__Work order__:
Beginning with the first line and ending with the one containing "interfaces — raw", copy the lines of the listing below exactly; omit everything else.

[Start of section]

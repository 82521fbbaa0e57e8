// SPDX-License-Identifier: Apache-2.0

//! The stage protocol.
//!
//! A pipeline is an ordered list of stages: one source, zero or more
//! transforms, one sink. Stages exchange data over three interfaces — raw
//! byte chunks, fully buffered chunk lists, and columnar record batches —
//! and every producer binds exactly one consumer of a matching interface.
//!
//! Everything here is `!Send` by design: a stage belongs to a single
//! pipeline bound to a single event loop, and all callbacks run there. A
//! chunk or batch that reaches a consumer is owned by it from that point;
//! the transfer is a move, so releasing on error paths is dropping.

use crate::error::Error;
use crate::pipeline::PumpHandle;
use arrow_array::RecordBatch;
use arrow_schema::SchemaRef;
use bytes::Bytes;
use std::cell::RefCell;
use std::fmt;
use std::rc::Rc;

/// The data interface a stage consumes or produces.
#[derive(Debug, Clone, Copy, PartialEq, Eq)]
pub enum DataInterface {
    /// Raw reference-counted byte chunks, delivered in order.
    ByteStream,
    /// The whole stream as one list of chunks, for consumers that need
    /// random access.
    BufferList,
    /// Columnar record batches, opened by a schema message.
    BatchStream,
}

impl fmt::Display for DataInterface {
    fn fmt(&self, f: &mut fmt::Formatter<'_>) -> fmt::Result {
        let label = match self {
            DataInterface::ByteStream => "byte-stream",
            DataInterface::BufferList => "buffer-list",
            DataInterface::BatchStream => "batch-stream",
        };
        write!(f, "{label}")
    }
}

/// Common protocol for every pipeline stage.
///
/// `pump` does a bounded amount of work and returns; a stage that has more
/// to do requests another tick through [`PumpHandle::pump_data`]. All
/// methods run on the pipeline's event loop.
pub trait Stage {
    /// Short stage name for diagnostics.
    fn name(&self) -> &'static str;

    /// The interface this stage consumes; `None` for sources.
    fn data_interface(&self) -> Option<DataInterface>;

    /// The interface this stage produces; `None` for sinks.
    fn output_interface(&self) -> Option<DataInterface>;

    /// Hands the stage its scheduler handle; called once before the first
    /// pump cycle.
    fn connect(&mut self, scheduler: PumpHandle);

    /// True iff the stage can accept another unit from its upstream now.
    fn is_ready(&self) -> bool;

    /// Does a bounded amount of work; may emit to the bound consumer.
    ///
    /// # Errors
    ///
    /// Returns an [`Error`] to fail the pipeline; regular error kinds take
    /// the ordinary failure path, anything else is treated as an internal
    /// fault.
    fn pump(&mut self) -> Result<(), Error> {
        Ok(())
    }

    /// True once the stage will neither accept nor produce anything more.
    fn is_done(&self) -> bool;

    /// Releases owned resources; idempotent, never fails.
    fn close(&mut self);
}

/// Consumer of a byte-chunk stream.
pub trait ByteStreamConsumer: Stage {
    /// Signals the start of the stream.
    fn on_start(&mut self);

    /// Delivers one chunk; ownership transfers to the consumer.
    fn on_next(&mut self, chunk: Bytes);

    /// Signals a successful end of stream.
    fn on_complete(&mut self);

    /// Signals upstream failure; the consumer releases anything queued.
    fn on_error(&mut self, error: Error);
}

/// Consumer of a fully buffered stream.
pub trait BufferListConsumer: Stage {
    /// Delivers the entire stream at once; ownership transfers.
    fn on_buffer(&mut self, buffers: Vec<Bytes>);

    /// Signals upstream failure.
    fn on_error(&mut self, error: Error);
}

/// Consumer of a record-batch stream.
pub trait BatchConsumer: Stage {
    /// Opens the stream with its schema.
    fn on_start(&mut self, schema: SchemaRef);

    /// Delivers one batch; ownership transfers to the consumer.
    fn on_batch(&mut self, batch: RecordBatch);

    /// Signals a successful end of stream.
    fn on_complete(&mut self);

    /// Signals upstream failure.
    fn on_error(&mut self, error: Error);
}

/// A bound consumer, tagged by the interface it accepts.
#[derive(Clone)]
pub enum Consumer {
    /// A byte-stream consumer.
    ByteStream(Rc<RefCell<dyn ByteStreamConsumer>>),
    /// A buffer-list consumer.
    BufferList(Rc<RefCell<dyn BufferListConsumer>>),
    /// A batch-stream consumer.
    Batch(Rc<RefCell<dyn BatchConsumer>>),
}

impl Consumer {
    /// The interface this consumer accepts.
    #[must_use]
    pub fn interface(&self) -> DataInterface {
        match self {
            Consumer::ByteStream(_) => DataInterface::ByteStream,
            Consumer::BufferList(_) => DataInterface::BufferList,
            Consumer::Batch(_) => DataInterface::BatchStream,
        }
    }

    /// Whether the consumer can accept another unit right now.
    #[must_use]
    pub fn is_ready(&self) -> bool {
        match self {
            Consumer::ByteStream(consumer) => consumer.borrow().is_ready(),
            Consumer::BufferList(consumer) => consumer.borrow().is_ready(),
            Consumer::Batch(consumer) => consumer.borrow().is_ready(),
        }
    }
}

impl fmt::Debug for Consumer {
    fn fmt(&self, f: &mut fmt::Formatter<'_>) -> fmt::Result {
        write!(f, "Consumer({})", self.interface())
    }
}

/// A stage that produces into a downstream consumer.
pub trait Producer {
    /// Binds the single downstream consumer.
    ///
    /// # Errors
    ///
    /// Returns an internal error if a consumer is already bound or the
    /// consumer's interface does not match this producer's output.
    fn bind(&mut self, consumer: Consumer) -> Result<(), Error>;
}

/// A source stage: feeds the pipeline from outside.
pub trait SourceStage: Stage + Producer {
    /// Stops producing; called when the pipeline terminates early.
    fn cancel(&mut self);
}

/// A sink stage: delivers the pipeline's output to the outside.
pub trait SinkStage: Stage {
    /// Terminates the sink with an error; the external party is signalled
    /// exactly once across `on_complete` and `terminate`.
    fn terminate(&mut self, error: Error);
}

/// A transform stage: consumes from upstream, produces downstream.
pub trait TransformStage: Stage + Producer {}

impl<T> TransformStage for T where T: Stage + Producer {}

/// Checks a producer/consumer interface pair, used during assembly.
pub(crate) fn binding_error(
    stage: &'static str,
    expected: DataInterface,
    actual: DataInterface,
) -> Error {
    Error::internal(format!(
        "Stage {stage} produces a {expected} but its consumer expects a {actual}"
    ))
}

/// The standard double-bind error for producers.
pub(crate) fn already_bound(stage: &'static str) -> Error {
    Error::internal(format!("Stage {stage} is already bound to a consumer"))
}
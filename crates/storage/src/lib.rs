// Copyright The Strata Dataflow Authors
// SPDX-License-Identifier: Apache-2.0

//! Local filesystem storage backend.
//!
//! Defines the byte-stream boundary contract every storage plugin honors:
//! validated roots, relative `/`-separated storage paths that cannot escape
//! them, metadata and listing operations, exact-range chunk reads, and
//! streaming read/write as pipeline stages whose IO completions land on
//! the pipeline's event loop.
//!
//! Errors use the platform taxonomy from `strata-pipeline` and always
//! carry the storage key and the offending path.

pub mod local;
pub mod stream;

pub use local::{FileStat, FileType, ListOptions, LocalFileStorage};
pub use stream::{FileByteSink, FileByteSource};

[End of section]

__Written answer__:
repository 82521fbbaa0e57e8
// SPDX-License-Identifier: Apache-2.0

//! The stage protocol.
//!
//! A pipeline is an ordered list of stages: one source, zero or more
//! transforms, one sink. Stages exchange data over three interfaces — raw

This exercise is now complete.